» **TASK STATEMENT**:
The expected output is a verbatim reprint of the lines from the beginning of the data that follows through the line that contains "use std::collections::BTreeMap;".

= Beginning of Section =

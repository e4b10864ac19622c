//! Temporal aggregation of failures and anomalies.

use crate::reconstruct::Activity;
use chrono::{NaiveDate, Timelike};
use serde::{Deserialize, Serialize};
use std::collections::BTreeMap;

/// Failure and anomaly histograms built in one pass over an activity set.
#[derive(Debug, Clone, Default, PartialEq, Serialize, Deserialize)]
pub struct TemporalPatterns {
    /// Failed activities per UTC hour of day.
    pub failures_by_hour: [u32; 24],
    pub failures_by_day: BTreeMap<NaiveDate, u32>,
    pub failures_by_resource: BTreeMap<String, u32>,
    pub anomalies_by_day: BTreeMap<NaiveDate, u32>,
    /// Failed or anomalous activities with no timestamp at all.
    pub undated: u32,
}

impl TemporalPatterns {
    pub fn total_failures(&self) -> u32 {
        self.failures_by_resource.values().sum()
    }

    /// Hour with the most failures; earliest hour wins ties.
    pub fn peak_failure_hour(&self) -> Option<(u32, u32)> {
        self.failures_by_hour
            .iter()
            .enumerate()
            .filter(|(_, n)| **n > 0)
            .max_by(|a, b| a.1.cmp(b.1).then(b.0.cmp(&a.0)))
            .map(|(h, &n)| (h as u32, n))
    }

    /// Resource with the most failures; lexicographically first wins ties.
    pub fn top_failure_resource(&self) -> Option<(&str, u32)> {
        self.failures_by_resource
            .iter()
            .max_by(|a, b| a.1.cmp(b.1).then(b.0.cmp(a.0)))
            .map(|(r, &n)| (r.as_str(), n))
    }
}

/// Bucket failed activities by hour, day and resource, and anomalous
/// activities by day. Activities are dated by their latest lifecycle timestamp.
pub fn analyze_temporal(activities: &[Activity]) -> TemporalPatterns {
    let mut p = TemporalPatterns::default();
    for a in activities {
        if !a.is_failed() && !a.is_anomaly {
            continue;
        }
        let when = a.reference_time();
        if when.is_none() {
            p.undated += 1;
        }
        if a.is_failed() {
            *p.failures_by_resource.entry(a.resource.clone()).or_default() += 1;
            if let Some(t) = when {
                p.failures_by_hour[t.hour() as usize] += 1;
                *p.failures_by_day.entry(t.date_naive()).or_default() += 1;
            }
        }
        if a.is_anomaly {
            if let Some(t) = when {
                *p.anomalies_by_day.entry(t.date_naive()).or_default() += 1;
            }
        }
    }
    p
}

#[cfg(test)]
mod tests {
    use super::*;
    use crate::reconstruct::{ActivityStatus, Discriminator};
    use chrono::{TimeZone, Utc};

    fn activity(resource: &str, status: ActivityStatus, anomaly: bool, day: u32, hour: u32) -> Activity {
        Activity {
            case_id: format!("c{day}{hour}"),
            activity: "a".into(),
            instance: Discriminator::Derived(0),
            resource: resource.into(),
            scheduled_at: None,
            started_at: None,
            completed_at: Some(Utc.with_ymd_and_hms(2024, 3, day, hour, 30, 0).unwrap()),
            planned_duration_seconds: None,
            actual_duration_seconds: None,
            status,
            failure_description: None,
            is_anomaly: anomaly,
            anomaly_score: 0.0,
        }
    }

    #[test]
    fn test_buckets() {
        let acts = vec![
            activity("/pm/punch", ActivityStatus::Failed, false, 1, 10),
            activity("/pm/punch", ActivityStatus::Failed, true, 1, 10),
            activity("/ov/oven", ActivityStatus::Failed, false, 2, 14),
            activity("/ov/oven", ActivityStatus::Success, true, 2, 9),
            activity("/ov/oven", ActivityStatus::Success, false, 3, 9),
        ];
        let p = analyze_temporal(&acts);
        assert_eq!(p.failures_by_hour[10], 2);
        assert_eq!(p.failures_by_hour[14], 1);
        assert_eq!(p.failures_by_hour.iter().sum::<u32>(), 3);
        assert_eq!(p.total_failures(), 3);
        let d1 = NaiveDate::from_ymd_opt(2024, 3, 1).unwrap();
        let d2 = NaiveDate::from_ymd_opt(2024, 3, 2).unwrap();
        assert_eq!(p.failures_by_day[&d1], 2);
        assert_eq!(p.anomalies_by_day[&d1], 1);
        assert_eq!(p.anomalies_by_day[&d2], 1);
        assert_eq!(p.failures_by_resource["/pm/punch"], 2);
        assert_eq!(p.peak_failure_hour(), Some((10, 2)));
        assert_eq!(p.top_failure_resource(), Some(("/pm/punch", 2)));
    }

    #[test]
    fn test_undated_failure_still_counted_by_resource() {
        let mut a = activity("/pm/punch", ActivityStatus::Failed, false, 1, 1);
        a.completed_at = None;
        let p = analyze_temporal(&[a]);
        assert_eq!(p.undated, 1);
        assert_eq!(p.failures_by_resource["/pm/punch"], 1);
        assert!(p.failures_by_day.is_empty());
        assert_eq!(p.peak_failure_hour(), None);
    }
}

= End of Section =

» **PROBLEM SOLUTION**:
repository e4b10864ac19622c
//! Temporal aggregation of failures and anomalies.

use crate::reconstruct::Activity;
use chrono::{NaiveDate, Timelike};
use serde::{Deserialize, Serialize};
use std::collections::BTreeMap;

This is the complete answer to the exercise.